Hoshino Mirai haussa les épaules indifféremment ; après tout, elle portait peu d'intérêt à ce genre de commérages.
« Mais... cette senpai a l'air si effrayante... »
La membre marmonna tout en gardant le regard fixé sur la silhouette qui s'éloignait, sa voix trahissant une pointe de peur.
« Les enfants de conglomérats comme elle ne vous embêteront pas à moins que vous ne les provoquiez délibérément. Il n'y a donc pas lieu de s'inquiéter. »
Hoshino Mirai la rassura.
« Ah, c'est vrai ! J'allais oublier — son nom de famille est Si ! »
La membre du comité se tapa légèrement le front, manifestant un moment de réalisation. Puis, se tournant vers Hoshino Mirai, elle demanda : « Au fait, si l'un de ces riches héritiers se mettait en conflit, y a-t-il quelqu'un à l'école capable de les gérer ? »
« Dans ce genre de situation, la première chose à faire est d'informer le Conseil des élèves. La présidente du Conseil des élèves interviendrait. Mais ces cas sont très rares — ils arrivent à peine. »

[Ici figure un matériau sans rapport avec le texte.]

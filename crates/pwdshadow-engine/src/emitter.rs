//! Turns slot outcomes into record changes.

use serde::Serialize;
use tracing::debug;

use pwdshadow_core::{Entry, Modification};

use crate::rules::EMIT_ORDER;
use crate::slot::Outcome;
use crate::state::{RequestState, Tracked};

/// What happened to one derived attribute.
#[derive(Clone, Copy, Debug, PartialEq, Eq, Serialize)]
#[serde(rename_all = "camelCase", tag = "action")]
pub enum Change {
    /// Written where there was no value.
    Added {
        /// Derived attribute.
        attribute: Tracked,
        /// New value.
        value: i64,
    },
    /// Rewritten with a different value.
    Replaced {
        /// Derived attribute.
        attribute: Tracked,
        /// Stored value.
        from: i64,
        /// New value.
        to: i64,
    },
    /// Removed.
    Deleted {
        /// Derived attribute.
        attribute: Tracked,
    },
}

impl Change {
    /// Derived attribute the change applies to.
    pub fn attribute(&self) -> Tracked {
        match *self {
            Self::Added { attribute, .. }
            | Self::Replaced { attribute, .. }
            | Self::Deleted { attribute } => attribute,
        }
    }
}

/// Summary of one create or update.
#[derive(Clone, Debug, Default, PartialEq, Eq, Serialize)]
pub struct Report {
    /// Changes in emission order.
    pub changes: Vec<Change>,
}

impl Report {
    /// No derived attribute changed.
    pub fn is_empty(&self) -> bool {
        self.changes.is_empty()
    }

    /// Number of attributes added.
    pub fn added(&self) -> usize {
        self.count(|c| matches!(c, Change::Added { .. }))
    }

    /// Number of attributes replaced.
    pub fn replaced(&self) -> usize {
        self.count(|c| matches!(c, Change::Replaced { .. }))
    }

    /// Number of attributes deleted.
    pub fn deleted(&self) -> usize {
        self.count(|c| matches!(c, Change::Deleted { .. }))
    }

    /// Change recorded for `attribute`, if any.
    pub fn change(&self, attribute: Tracked) -> Option<&Change> {
        self.changes.iter().find(|c| c.attribute() == attribute)
    }

    fn count(&self, pred: impl Fn(&Change) -> bool) -> usize {
        self.changes.iter().filter(|c| pred(c)).count()
    }
}

fn decide(state: &RequestState, target: Tracked) -> Option<Change> {
    let slot = &state[target];
    if slot.user_modified() {
        debug!(attribute = %target, "derived attribute modified by request, leaving as is");
        return None;
    }
    match slot.outcome() {
        Outcome::Unchanged => None,
        Outcome::MustDelete => Some(Change::Deleted { attribute: target }),
        Outcome::MustAdd { .. } if slot.existed_before() => Some(Change::Replaced {
            attribute: target,
            from: slot.value_before(),
            to: slot.value_after(),
        }),
        Outcome::MustAdd { .. } => Some(Change::Added {
            attribute: target,
            value: slot.value_after(),
        }),
    }
}

/// Append the operations for every decided target to `mods`.
///
/// Each target gets a delete of all values, followed by a replace carrying
/// the new value unless the target is being removed. Operations are marked
/// internal.
pub fn emit(state: &RequestState, mods: &mut Vec<Modification>) -> Report {
    let mut report = Report::default();
    for target in EMIT_ORDER {
        let Some(change) = decide(state, target) else {
            continue;
        };
        let Some(id) = state[target].identity() else {
            continue;
        };
        mods.push(Modification::delete_all(id).internal());
        if let Change::Added { value, .. } | Change::Replaced { to: value, .. } = change {
            mods.push(Modification::replace(id, [value.to_string()]).internal());
        }
        report.changes.push(change);
    }
    report
}

/// Write every added target straight into a record being created.
pub fn assign(state: &RequestState, record: &mut Entry) -> Report {
    let mut report = Report::default();
    for target in EMIT_ORDER {
        let Some(change) = decide(state, target) else {
            continue;
        };
        let (Change::Added { value, .. } | Change::Replaced { to: value, .. }) = change else {
            continue;
        };
        let Some(id) = state[target].identity() else {
            continue;
        };
        record.merge_one(id, value.to_string());
        report.changes.push(change);
    }
    report
}

// ─────────────────────────────────────────────────────────────────────────────
// Tests
// ─────────────────────────────────────────────────────────────────────────────
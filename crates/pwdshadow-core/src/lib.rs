//! # pwdshadow-core
//!
//! Foundation types shared by the pwdshadow crates.
//!
//! - **Attributes**: the catalog of directory attribute types the engine
//!   tracks, their syntaxes, and the process-wide identity table
//! - **Conversion**: typed parsing of raw attribute values into day counts
//!   and booleans
//! - **Entries**: in-memory directory records and modification descriptors
//! - **Clock**: injectable time source for "today" in day-count units
//! - **Errors**: `thiserror` hierarchy for lookup and conversion failures
//! - **Logging**: `tracing` subscriber setup and a capture layer for tests

#![deny(unsafe_code)]

pub mod attributes;
pub mod clock;
pub mod convert;
pub mod entry;
pub mod errors;
pub mod logging;

pub use attributes::{
    AttributeId, AttributeRegistry, AttributeType, Syntax, init_registry, registry,
};
pub use clock::{Clock, FixedClock, SystemClock};
pub use convert::{SECONDS_PER_DAY, ValueKind, convert};
pub use entry::{Attribute, Entry, ModOp, Modification};
pub use errors::{ConvertError, CoreError, Result};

Hoshino Mirai secoua la tête en réponse.
« Je vois. »
La membre du comité de discipline hocha la tête, comprenant. Bien qu'elle vînt elle aussi d'une famille aisée, la sienne ne gérait que quelques chaînes de supermarchés. Comparée aux autres à l'école, son origine était considérée comme relativement modeste — ses parents étaient de petits entrepreneurs, et elle manquait d'influence et de relations sur lesquelles compter.
Quand il s'agissait des soi-disant enfants de conglomérats, ces héritiers provenaient de familles aux antécédents formidables et aux ressources abondantes. Ils détenaient un pouvoir qui s'étendait bien au-delà de l'enceinte scolaire, attirant professeurs et élèves à se presser autour d'eux comme des admirateurs de l'élite.
À cause de cela, de tels élèves ont souvent des personnalités introverties et solitaires. Une fois qu'ils explosent, il est souvent difficile de les arrêter, surtout dans l'académie, où ils sont encore plus difficiles à discipliner. Ils agissent entièrement selon leurs caprices et méprisent totalement les règles de l'école.
Heureusement, tant qu'on ne les provoque pas, tout ira bien.
Avant d'entrer au lycée dans cette académie, ses parents l'avaient maintes fois avertie avec un conseil crucial : ne jamais mettre en colère les enfants des familles aisées.
« Bon, continuons notre patrouille. »
Hoshino Mirai hocha la tête et guida les membres du comité de discipline pour partir.
Cependant, juste après que les deux eurent marché un peu, elle s'arrêta net et tourna son regard vivement.
La membre du comité de discipline remarqua que l'expression d'Hoshino Mirai était devenue sombre et demanda, perplexe : « Qu'est-ce qu'il y a, Hoshino-senpai ? »
« Regarde. »
Hoshino Mirai lui fit signe de regarder l'arbre derrière elles. Suivant son indication, la membre tourna son regard vers lui, et à travers les branches denses, elle aperçut une personne en uniforme de collège qui parlait au téléphone.
Ce qui était alarmant, c'est que son poignet saignait abondamment. La scène était si horrible que la membre du comité de discipline ne put s'empêcher de se couvrir la bouche de stupeur.